視神経は目から得た情報を脳に伝える役割を果たしています。「視神経炎」はこの視神経に炎症が起こる病気で、突然視力が落ちる・視野が狭くなるなどの症状がみられます。目の情報を脳に伝える大事な部分ですから、出来る限り早く治療を開始したい病気です。

今回は視神経炎について症状や原因、治療法などを説明します。

目次

視神経炎の症状は

「視神経炎」とは、視神経に炎症が起こる病気です。症状としては、次のようなものがみられます。

  • 数日~1週間程度で急に目が見えづらくなる(急な視力悪化)
  • 視野が欠ける(視野異常)
  • 周囲の人と色が異なって見える(色覚異常)
  • 異常に眩しさを感じる(羞明)

その他に、目を動かしたときに目の痛みを感じることがあります。ただし、痛み方は患者さんによりさまざまで、他の症状があらわれる頃には痛みがひいていることもあります。目の痛みは7割程度の患者さんにみられます(Medical Tribuneより)。

視神経炎3つの原因

診察

特発性視神経炎

特発性視神経炎は、視神経の周りを取り囲む組織(髄鞘)に対する炎症により「髄鞘」が障害される病気です。原因として、自己免疫の関与(免疫系が自分の正常細胞にまで過剰に反応し攻撃してしまう)やウイルス感染の関与などが考えられていますが、(原因は)不明です。

多発性硬化症の視神経炎

多発性硬化症の症状のひとつとして起こる視神経炎です。

多発性硬化症は、大脳、小脳、脊髄、視神経といった中枢神経に炎症が起こる病気です。炎症の起こる場所によって症状はさまざまです。目以外にも、痛み・温度などの感覚異常、歩行時のふらつき、排尿障害などの症状があります。

視神経脊髄炎

視神経脊髄炎の症状のひとつとして起こる視神経炎です。

視神経脊髄炎は、炎症は視神経と脊髄を中心に起こります。症状は多発性硬化症によるものと似ており、発症初期の区別は困難な場合もあります。視神経脊髄炎のうち、抗アクアポリン4(AQP4)に対する自己抗体が陽性な場合は抗AQP4抗体陽性視神経炎と呼びますが、視神経に対する予後が不良であることが分かってきています。

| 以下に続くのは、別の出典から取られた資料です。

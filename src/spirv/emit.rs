// Code emission context
//
// An Emitter owns the write position inside a function body. Each emitted
// instruction is spliced before the position, which then advances past it,
// so a sequence comes out in program order. The cursor is handed back by
// value when emission ends; the one held by the caller before emission
// started is stale by then.

use spirv::Op;

use super::mutable::{Cursor, MutableBytecode};

pub struct Emitter<'a> {
    code: &'a mut MutableBytecode,
    at: Cursor,
}

impl<'a> Emitter<'a> {
    pub fn new(code: &'a mut MutableBytecode, at: Cursor) -> Self {
        Self { code, at }
    }

    pub fn fresh_id(&mut self) -> u32 {
        self.code.fetch_add_bound()
    }

    /// Emit an instruction without a result.
    pub fn op(&mut self, op: Op, operands: &[u32]) {
        self.at = self.code.insert(self.at, op, operands);
    }

    /// Emit `op %ty %new operands...`, returning the new id.
    pub fn value(&mut self, op: Op, ty: u32, operands: &[u32]) -> u32 {
        let id = self.fresh_id();
        let mut words = Vec::with_capacity(operands.len() + 2);
        words.push(ty);
        words.push(id);
        words.extend_from_slice(operands);
        self.op(op, &words);
        id
    }

    /// Emit `OpLabel %id` for a previously reserved id.
    pub fn label(&mut self, id: u32) {
        self.op(Op::Label, &[id]);
    }

    pub fn load(&mut self, ty: u32, pointer: u32) -> u32 {
        self.value(Op::Load, ty, &[pointer])
    }

    pub fn store(&mut self, pointer: u32, object: u32) {
        self.op(Op::Store, &[pointer, object]);
    }

    pub fn access_chain(&mut self, ty: u32, base: u32, indices: &[u32]) -> u32 {
        let mut operands = Vec::with_capacity(indices.len() + 1);
        operands.push(base);
        operands.extend_from_slice(indices);
        self.value(Op::AccessChain, ty, &operands)
    }

    pub fn iadd(&mut self, ty: u32, a: u32, b: u32) -> u32 {
        self.value(Op::IAdd, ty, &[a, b])
    }

    pub fn imul(&mut self, ty: u32, a: u32, b: u32) -> u32 {
        self.value(Op::IMul, ty, &[a, b])
    }

    pub fn composite_extract(&mut self, ty: u32, composite: u32, indices: &[u32]) -> u32 {
        let mut operands = Vec::with_capacity(indices.len() + 1);
        operands.push(composite);
        operands.extend_from_slice(indices);
        self.value(Op::CompositeExtract, ty, &operands)
    }

    /// Read-only access to the module being edited.
    pub fn code(&self) -> &MutableBytecode {
        &*self.code
    }

    /// End emission and hand back the write position.
    pub fn finish(self) -> Cursor {
        self.at
    }
}

#[cfg(test)]
mod tests {
    use super::*;

    #[test]
    fn emits_in_program_order() {
        let mut code = MutableBytecode::empty(0x0001_0400, 0);
        let uint = code.op_type_int(32, false);
        let one = code.op_constant(uint, 1);
        let end = code.end();

        let mut em = Emitter::new(&mut code, end);
        let a = em.iadd(uint, one, one);
        let b = em.imul(uint, a, one);
        let at = em.finish();

        assert!(code.is_end(at));
        let tail: Vec<_> = code.instructions()[2..].to_vec();
        assert!(tail[0].is(Op::IAdd));
        assert_eq!(tail[1].operands, vec![uint, b, a, one]);
    }
}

治療はまずステロイドバルス治療を行います。AQP4抗体が陽性の患者さんに対しては、ステロイドの治療に改善が見られない場合に血漿交換法を行うことがあります。これは、抗AQP抗体を含む血漿(血液の成分)を、新しい血漿と交換する治療です。また、血漿交換を行った後は、新たな抗AQP抗体が作られるのを防ぐためにステロイドや免疫抑制剤による治療を行います。

治療について

症状が重症な特発性視神経炎や多発性硬化症・視神経脊髄炎の視神経炎では、ステロイドで治療します。特に、全身に症状がでている場合などには速やかに治療を開始します。ステロイドパルス療法といって、投薬期間と休薬期間をインターバルで繰り返す方法でステロイドを投薬します。特発性視神経炎では薬物治療を行わくても改善する場合もあります。また、高齢者などステロイド治療の副作用に特に注意が必要な患者さんでは、ステロイドによる治療を慎重に判断することもあります。

なお、多発性硬化症・視神経脊髄炎の治療については、次の記事もご覧ください。

まとめ

視神経が炎症を起こし障害されると、見え方に異常がみられたり、視力が低下したりします。原因は様々ですが、早めに治療が必要な場合もあります。まずは目に症状が出たら何が原因か把握するためにも早めに眼科を受診しましょう。